The myth of German efficiency:
Willy Brandt International Airport, named for Germany’s famed Cold War leader, was supposed to have been up and running in late 2011… After four publicly announced delays, officials acknowledged the airport won’t be ready by the latest target: October 2013. To spare themselves further embarrassment, officials have refused to set a new opening date…
German media have tracked down a list of tens of thousands of technical problems. Among them: Officials can’t even figure out how to turn the lights off. Thousands of light bulbs illuminate the gigantic main terminal and unused parking lots around the clock, a massive energy and cost drain that appears to be the result of a computer system that’s so sophisticated it’s almost impossible to operate.
Every day, an empty commuter train rolls to the unfinished airport over an eight-kilometer-long (five-mile) stretch to keep the newly-laid tracks from getting rusty, another example of gross inefficiency. Meanwhile, hundreds of freshly planted trees had to be chopped down because a company delivered the wrong type of linden trees; several escalators need to be rebuilt because they were too short; and dozen of tiles were already broken before a single airport passenger ever stepped on them.
It might be entertaining to poke fun – and god knows it’s nice to hear a story about this sort of construction-project-gone-wrong in some other country for once – but it’s a good reminder that massive infrastructure projects are hard. Like, really, really hard to do. They require immense co-ordination of millions of moving parts, and anything which goes wrong frequently has knock-on effects which reverberate throughout the entire organisation.
That’s why the class of things which we lump together as “infrastructure spending” deserves a bit more disaggregation than we currently give it.

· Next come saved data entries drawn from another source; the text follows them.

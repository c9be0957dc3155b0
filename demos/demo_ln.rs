use argshape::prelude::*;

#[derive(Debug, Shape)]
#[argshape(about = "Make links between files.", multiple_positionals)]
struct Ln {
    #[argshape(default = false, allow_short_flag, help = "Remove existing destination files.")]
    force: bool,
    #[argshape(default = false, allow_short_flag)]
    symbolic: bool,
    #[argshape(positional)]
    target: String,
    #[argshape(positional)]
    link_name: String,
}

fn main() {
    let parser = match ArgumentParser::<Ln>::new("ln") {
        Ok(parser) => parser,
        Err(error) => {
            eprintln!("{error}");
            std::process::exit(1);
        }
    };

    match parser.parse() {
        Ok(ln) => println!("{ln:?}"),
        Err(error) => {
            eprintln!("{error}");
            std::process::exit(1);
        }
    }
}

The most obvious divide is between so-called “shovel ready” projects and those which are only on the drawing-board, or just a glimmer in a politician’s eye. No matter what the final bill for them might be, it will be many years before ideas like Crossrail 2 or new nuclear power stations actually start costing serious amounts of money – and thus many years until any stimulative effect of those projects kicks in. On top of that, the first few years of the project will be putting money into relatively healthy sectors of the economy like legal advice, accounting and planning, only providing stimulus to the beleaguered construction and manufacturing sectors once ground is broken.

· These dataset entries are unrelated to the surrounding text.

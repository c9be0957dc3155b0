use crate::load::incompatible_error;
use crate::model::{DeriveDefault, DeriveField, DeriveMeta, DeriveValue, FieldRole, IntermediateAttributes};
use quote::ToTokens;

const SINGLETONS: [&str; 4] = ["base", "positional", "allow_short_flag", "short_flag"];
const PAIRS: [&str; 9] = [
    "positional",
    "args",
    "help",
    "choices",
    "cmdline",
    "allow_short_flag",
    "short_flag",
    "default",
    "default_factory",
];
// The metadata keys, in generation order.
const METADATA: [&str; 7] = [
    "positional",
    "args",
    "help",
    "choices",
    "cmdline",
    "allow_short_flag",
    "short_flag",
];

impl TryFrom<&syn::Field> for DeriveField {
    type Error = syn::Error;

    fn try_from(value: &syn::Field) -> Result<Self, Self::Error> {
        let field_name = value
            .ident
            .clone()
            .expect("internal error - named fields must have an ident");
        load_field(field_name, &value.ty, &value.attrs)
    }
}

pub(crate) fn load_field(
    field_name: syn::Ident,
    field_type: &syn::Type,
    attrs: &[syn::Attribute],
) -> Result<DeriveField, syn::Error> {
    let attributes = IntermediateAttributes::collect(attrs)?;
    attributes.restrict("field", &field_name, &SINGLETONS, &PAIRS)?;
    let field_type = DeriveValue {
        tokens: field_type.to_token_stream(),
    };

    if attributes.singletons.contains("base") {
        let mut others: Vec<&String> = attributes
            .singletons
            .iter()
            .filter(|key| key.as_str() != "base")
            .chain(attributes.pairs.keys())
            .collect();
        others.sort();

        if let Some(other) = others.first() {
            return Err(incompatible_error(
                "field",
                &field_name,
                "#[argshape(base)]",
                format!("#[argshape({other})]"),
            ));
        }

        return Ok(DeriveField {
            field_name,
            field_type,
            role: FieldRole::Base,
        });
    }

    let default = match (
        attributes.single("field", &field_name, "default")?,
        attributes.single("field", &field_name, "default_factory")?,
    ) {
        (Some(_), Some(_)) => {
            return Err(incompatible_error(
                "field",
                &field_name,
                "#[argshape(default = ..)]",
                "#[argshape(default_factory = ..)]",
            ));
        }
        (Some(value), None) => DeriveDefault::Value(value.clone()),
        (None, Some(factory)) => DeriveDefault::Factory(factory.clone()),
        (None, None) => DeriveDefault::Missing,
    };
    let mut metadata = Vec::default();

    for key in METADATA {
        let singleton = attributes.singletons.contains(key);
        let pair = attributes.single("field", &field_name, key)?;

        match (singleton, pair) {
            (true, Some(_)) => {
                return Err(incompatible_error(
                    "field",
                    &field_name,
                    format!("#[argshape({key})]"),
                    format!("#[argshape({key} = ..)]"),
                ));
            }
            (true, None) => metadata.push(DeriveMeta::Flag(key.to_string())),
            (false, Some(value)) if key == "choices" || key == "args" => {
                let array: syn::ExprArray = syn::parse2(value.tokens.clone()).map_err(|_| {
                    syn::Error::new(
                        field_name.span(),
                        format!(
                            "Invalid - field '{field_name}' attribute `{key}` must be an array (ex: `{key} = [..]`)."
                        ),
                    )
                })?;

                if key == "choices" {
                    metadata.push(DeriveMeta::Choices(
                        array
                            .elems
                            .iter()
                            .map(|element| DeriveValue {
                                tokens: element.to_token_stream(),
                            })
                            .collect(),
                    ));
                } else {
                    metadata.push(DeriveMeta::Pair(key.to_string(), value.clone()));
                }
            }
            (false, Some(value)) => metadata.push(DeriveMeta::Pair(key.to_string(), value.clone())),
            (false, None) => {}
        }
    }

    Ok(DeriveField {
        field_name,
        field_type,
        role: FieldRole::Declared { default, metadata },
    })
}
mod command;
mod enumeration;
mod shape;

#[cfg(test)]
pub(self) fn simple_format(rust_str: String) -> String {
    rust_str
        .replace('{', "{\n")
        .replace('}', "}\n")
        .replace(';', ";\n")
}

But there’s also a divide between megaprojects, like the Willy Brandt Airport, and smaller infrastructure investment, like renovating a local train station, or resurfacing a road. The latter can not only get going much faster – and thus hopefully provide stimulus during, rather than after, this recession – but also doesn’t have the millions of potential failure points. Now, local infrastructure projects are frequently run just as badly as national ones; but the chance of a four year delay on a six month project is, at least, slim.
So when we say we want infrastructure spending, what that means in practice is a lot of small, nimble, shovel-ready projects.